The normality of data distribution was checked using the Shapiro–Wilk test. Parametric data are reported with mean and standard deviation and non-parametric data are reported with median and interquartile range (IQR). DOMS, temperature, relative humidity and exercise volume showed non-parametric distribution. Pairs were tested with Mann–Whitney test. The Kruskal–Wallis test was performed to evaluate the differences between groups with Mann–Whitney U post-hoc to evaluate the differences between groups for each moment, and the Friedman test with Dunn-Bonferroni post-hoc was performed to evaluate differences between the moments for each group.
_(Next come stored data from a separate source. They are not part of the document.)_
use serde::Serialize;
use utoipa::ToSchema;
use uuid::Uuid;

/// Ticket as shown in ticket and order listings.
#[derive(Debug, Clone, Serialize, ToSchema)]
pub struct TicketListItem {
    pub id: Uuid,
    pub row: i32,
    pub seat: String,
    /// Flight code.
    pub flight: String,
    /// Email of the user who placed the order.
    pub person_who_ordered: String,
}
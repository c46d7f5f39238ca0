use chrono::{DateTime, Utc};
use serde::{Deserialize, Serialize};
use utoipa::{IntoParams, ToSchema};
use uuid::Uuid;

use crate::{
    dto::routes::RouteDetail,
    error::{AppError, AppResult},
    routes::params::Pagination,
};

pub const MAX_CODE_LEN: usize = 7;

#[derive(Debug, Deserialize, ToSchema)]
pub struct CreateFlightRequest {
    pub code: String,
    pub route: Uuid,
    pub airplane: Uuid,
    #[serde(deserialize_with = "crate::dto::datetime::deserialize")]
    #[schema(value_type = String, example = "2024-11-25T16:20:15")]
    pub departure_time: DateTime<Utc>,
    #[serde(deserialize_with = "crate::dto::datetime::deserialize")]
    #[schema(value_type = String, example = "2024-11-25T21:20:15")]
    pub arrival_time: DateTime<Utc>,
}

#[derive(Debug, Default, Deserialize, ToSchema)]
pub struct UpdateFlightRequest {
    pub code: Option<String>,
    pub route: Option<Uuid>,
    pub airplane: Option<Uuid>,
    #[serde(default, deserialize_with = "crate::dto::datetime::deserialize_option")]
    #[schema(value_type = Option<String>)]
    pub departure_time: Option<DateTime<Utc>>,
    #[serde(default, deserialize_with = "crate::dto::datetime::deserialize_option")]
    #[schema(value_type = Option<String>)]
    pub arrival_time: Option<DateTime<Utc>>,
}

#[derive(Debug, Default, Deserialize, IntoParams, ToSchema)]
#[into_params(parameter_in = Query)]
pub struct FlightQuery {
    pub page: Option<i64>,
    pub per_page: Option<i64>,
    /// Case-insensitive substring of the flight code.
    pub code: Option<String>,
}

impl FlightQuery {
    pub fn pagination(&self) -> Pagination {
        Pagination {
            page: self.page,
            per_page: self.per_page,
        }
    }
}

/// Flight as shown in list views. Seat counts only appear on the detail view.
#[derive(Debug, Clone, Serialize, ToSchema)]
pub struct FlightListItem {
    pub id: Uuid,
    pub code: String,
    pub city_of_departure: String,
    pub city_of_arrival: String,
    pub departure_time: DateTime<Utc>,
    pub arrival_time: DateTime<Utc>,
    pub airplane: String,
}

#[derive(Debug, Clone, Serialize, ToSchema)]
pub struct FlightDetail {
    pub id: Uuid,
    pub code: String,
    pub available_seats: i64,
    pub taken_seats: i64,
    pub departure_time: DateTime<Utc>,
    pub arrival_time: DateTime<Utc>,
    pub airplane: Uuid,
    pub route: RouteDetail,
}

pub fn check_code(code: &str) -> AppResult<String> {
    let code = crate::dto::required_text("code", code, MAX_CODE_LEN)?;
    if !code.chars().all(|c| c.is_ascii_alphanumeric()) {
        return Err(AppError::validation(
            "code",
            "Flight code may only contain letters and digits.",
        ));
    }
    Ok(code)
}

pub fn check_schedule(departure: DateTime<Utc>, arrival: DateTime<Utc>) -> AppResult<()> {
    if departure >= arrival {
        return Err(AppError::validation(
            "non_field_errors",
            "The departure date must be before the arrival date",
        ));
    }
    Ok(())
}

#[cfg(test)]
mod tests {
    use crate::dto::datetime::parse;

    use super::*;

    #[test]
    fn arrival_before_departure_is_rejected() {
        let departure = parse("2024-11-25T16:20:15").unwrap();
        let arrival = parse("2024-10-25T16:20:15").unwrap();
        assert!(matches!(
            check_schedule(departure, arrival),
            Err(AppError::Validation { .. })
        ));
        assert!(check_schedule(departure, departure).is_err());
        assert!(check_schedule(arrival, departure).is_ok());
    }

    #[test]
    fn codes_are_short_and_alphanumeric() {
        assert_eq!(check_code(" FL5699 ").unwrap(), "FL5699");
        assert!(check_code("FL-12").is_err());
        assert!(check_code("FL123456").is_err());
        assert!(check_code("").is_err());
    }

    #[test]
    fn create_request_accepts_naive_timestamps() {
        let payload: CreateFlightRequest = serde_json::from_value(serde_json::json!({
            "code": "FL5699",
            "route": Uuid::nil(),
            "airplane": Uuid::nil(),
            "departure_time": "2024-11-25T16:20:15",
            "arrival_time": "2024-12-25T16:20:15",
        }))
        .unwrap();
        assert!(payload.departure_time < payload.arrival_time);
    }
}
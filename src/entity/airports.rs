use sea_orm::entity::prelude::*;

#[derive(Clone, Debug, PartialEq, DeriveEntityModel)]
#[sea_orm(table_name = "airports")]
pub struct Model {
    #[sea_orm(primary_key, auto_increment = false)]
    pub id: Uuid,
    pub name: String,
    pub closest_big_city: String,
}

#[derive(Copy, Clone, Debug, EnumIter, DeriveRelation)]
pub enum Relation {}

impl ActiveModelBehavior for ActiveModel {}
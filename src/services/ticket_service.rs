use std::collections::HashMap;

use sea_orm::{
    ColumnTrait, ConnectionTrait, EntityTrait, PaginatorTrait, QueryFilter, QueryOrder,
    QuerySelect,
};
use uuid::Uuid;

use crate::{
    booking::scope::visible_tickets,
    dto::tickets::TicketListItem,
    entity::{
        flights::{Column as FlightCol, Entity as Flights},
        orders::{Column as OrderCol, Entity as Orders},
        tickets::{self, Column as TicketCol},
        users::Entity as Users,
    },
    error::{AppError, AppResult},
    middleware::auth::AuthUser,
    response::{ApiResponse, Meta},
    routes::params::Pagination,
    state::AppState,
};

fn unique_ids(ids: impl Iterator<Item = Uuid>) -> Vec<Uuid> {
    let mut ids: Vec<Uuid> = ids.collect();
    ids.sort_unstable();
    ids.dedup();
    ids
}

/// Resolves flight codes and the ordering user's email for each ticket.
pub(crate) async fn ticket_list_items<C: ConnectionTrait>(
    db: &C,
    tickets: Vec<tickets::Model>,
) -> AppResult<Vec<TicketListItem>> {
    if tickets.is_empty() {
        return Ok(Vec::new());
    }

    let flight_ids = unique_ids(tickets.iter().map(|t| t.flight_id));
    let codes: HashMap<Uuid, String> = Flights::find()
        .filter(FlightCol::Id.is_in(flight_ids))
        .all(db)
        .await?
        .into_iter()
        .map(|f| (f.id, f.code))
        .collect();

    let order_ids = unique_ids(tickets.iter().map(|t| t.order_id));
    let emails: HashMap<Uuid, String> = Orders::find()
        .filter(OrderCol::Id.is_in(order_ids))
        .find_also_related(Users)
        .all(db)
        .await?
        .into_iter()
        .filter_map(|(order, user)| user.map(|u| (order.id, u.email)))
        .collect();

    tickets
        .into_iter()
        .map(|ticket| {
            let flight = codes.get(&ticket.flight_id).cloned().ok_or_else(|| {
                AppError::Internal(anyhow::anyhow!("ticket {} has no flight", ticket.id))
            })?;
            let person_who_ordered = emails.get(&ticket.order_id).cloned().ok_or_else(|| {
                AppError::Internal(anyhow::anyhow!("ticket {} has no owner", ticket.id))
            })?;
            Ok(TicketListItem {
                id: ticket.id,
                row: ticket.row,
                seat: ticket.seat,
                flight,
                person_who_ordered,
            })
        })
        .collect()
}

/// Tickets are listed through their orders, so callers only see their own
/// unless they are staff. Tickets are only ever created with their order.
pub async fn list_tickets(
    state: &AppState,
    user: &AuthUser,
    pagination: Pagination,
) -> AppResult<ApiResponse<Vec<TicketListItem>>> {
    let (page, limit, offset) = pagination.normalize();
    let finder = visible_tickets(user)
        .order_by_asc(TicketCol::FlightId)
        .order_by_asc(TicketCol::Row)
        .order_by_asc(TicketCol::Seat);

    let total = finder.clone().count(&state.orm).await?;
    let tickets = finder
        .limit(limit as u64)
        .offset(offset as u64)
        .all(&state.orm)
        .await?;

    let items = ticket_list_items(&state.orm, tickets).await?;
    Ok(ApiResponse::success(
        "Tickets",
        items,
        Some(Meta::paged(page, limit, total)),
    ))
}
use serde::Serialize;
use utoipa::ToSchema;

/// Pagination details attached to list responses.
#[derive(Debug, Serialize, ToSchema, Clone, PartialEq, Eq)]
pub struct Meta {
    pub page: Option<i64>,
    pub per_page: Option<i64>,
    pub total: Option<i64>,
}

impl Meta {
    pub fn new(page: i64, per_page: i64, total: i64) -> Self {
        Self {
            page: Some(page),
            per_page: Some(per_page),
            total: Some(total),
        }
    }

    /// `total` as returned by `PaginatorTrait::count`.
    pub fn paged(page: i64, per_page: i64, total: u64) -> Self {
        Self::new(page, per_page, i64::try_from(total).unwrap_or(i64::MAX))
    }

    pub fn empty() -> Self {
        Self {
            page: None,
            per_page: None,
            total: None,
        }
    }
}

/// Envelope shared by every JSON response body.
#[derive(Debug, Serialize, ToSchema)]
pub struct ApiResponse<T> {
    pub message: String,
    pub data: Option<T>,
    pub meta: Option<Meta>,
}

impl<T: Serialize> ApiResponse<T> {
    pub fn success(message: impl Into<String>, data: T, meta: Option<Meta>) -> Self {
        Self {
            message: message.into(),
            data: Some(data),
            meta,
        }
    }
}
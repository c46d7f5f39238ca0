use sea_orm::entity::prelude::*;

#[derive(Clone, Debug, PartialEq, DeriveEntityModel)]
#[sea_orm(table_name = "orders")]
pub struct Model {
    #[sea_orm(primary_key, auto_increment = false)]
    pub id: Uuid,
    pub user_id: Uuid,
    pub created_at: DateTimeWithTimeZone,
}

#[derive(Copy, Clone, Debug, EnumIter, DeriveRelation)]
pub enum Relation {
    #[sea_orm(
        belongs_to = "super::users::Entity",
        from = "Column::UserId",
        to = "super::users::Column::Id",
        on_delete = "Cascade"
    )]
    Users,
    #[sea_orm(has_many = "super::tickets::Entity")]
    Tickets,
}

impl Related<super::users::Entity> for Entity {
    fn to() -> RelationDef {
        Relation::Users.def()
    }
}

impl Related<super::tickets::Entity> for Entity {
    fn to() -> RelationDef {
        Relation::Tickets.def()
    }
}

impl ActiveModelBehavior for ActiveModel {}
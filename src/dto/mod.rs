pub mod airplanes;
pub mod airports;
pub mod auth;
pub mod crews;
pub mod datetime;
pub mod flights;
pub mod orders;
pub mod routes;
pub mod tickets;

use crate::error::{AppError, AppResult};

/// Trims `value` and rejects it when blank or longer than `max_len` characters.
pub fn required_text(field: &str, value: &str, max_len: usize) -> AppResult<String> {
    let value = value.trim();
    if value.is_empty() {
        return Err(AppError::validation(field, "This field may not be blank."));
    }
    if value.chars().count() > max_len {
        return Err(AppError::validation(
            field,
            format!("Ensure this field has no more than {max_len} characters."),
        ));
    }
    Ok(value.to_string())
}

pub fn positive(field: &str, value: i32) -> AppResult<i32> {
    if value <= 0 {
        return Err(AppError::validation(
            field,
            "Ensure this value is greater than 0.",
        ));
    }
    Ok(value)
}

#[cfg(test)]
mod tests {
    use super::*;

    #[test]
    fn required_text_trims_and_bounds_length() {
        assert_eq!(required_text("name", "  JFK ", 255).unwrap(), "JFK");
        assert!(required_text("name", "   ", 255).is_err());
        assert!(required_text("code", "FL123456", 7).is_err());
    }

    #[test]
    fn positive_rejects_zero_and_negatives() {
        assert_eq!(positive("rows", 20).unwrap(), 20);
        assert!(positive("rows", 0).is_err());
        assert!(positive("distance", -5).is_err());
    }
}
The effect size r (ESr) was determined for Kruskal–Wallis tests and classified as small (ESr > 0.10), medium (ESr > 0.30) and large (ESr > 0.50)39. Also, Kendall’s coefficient of concordance [Kendall’s W; ESW] was computed for the pair significant non-parametric differences (p < 0.05) and classified as small (ESW 0.2–0.4), moderate (ESW 0.5–0.7), or large (ESW > 0.8)39. The skin temperature outcomes were compared between the exercise groups with a two-way analysis of variance ANOVA with Bonferroni corrections considering three factors: arm (non-exercise x exercised), moments (pre, and 48 h after exercise), and group (Exhaustion, Fatigue, Submaximal). The effect size index f (ESF) was determined for the ANOVAs and classified as large (ESFL > 0.4), medium (ESFM of 0.26–0.4), and small (ESFS of 0.1–0.25)39. The variation of PPT and RPE were compared between groups with one-way ANOVA with the Tukey post hoc test. Also, for significant pair parametric differences, Cohen’s d effect sizes (ESd) were computed and classified as small (ESdS 0.2–0.4), moderate (ESdM 0.5–0.7), or large (ESdL > 0.8)39. Finally, an exploratory analysis was performed to assess the hypothetical U-inverted relationship between skin temperature variation at Post48h and DOMS in the exercised arm at Post48h, using linear regression and quadratic regression. All analyses were performed using SPSS version 21 software (SPSS Inc., Chicago, IL, USA) and RStudio (version 2022.02.03), considering an alpha set at 5%.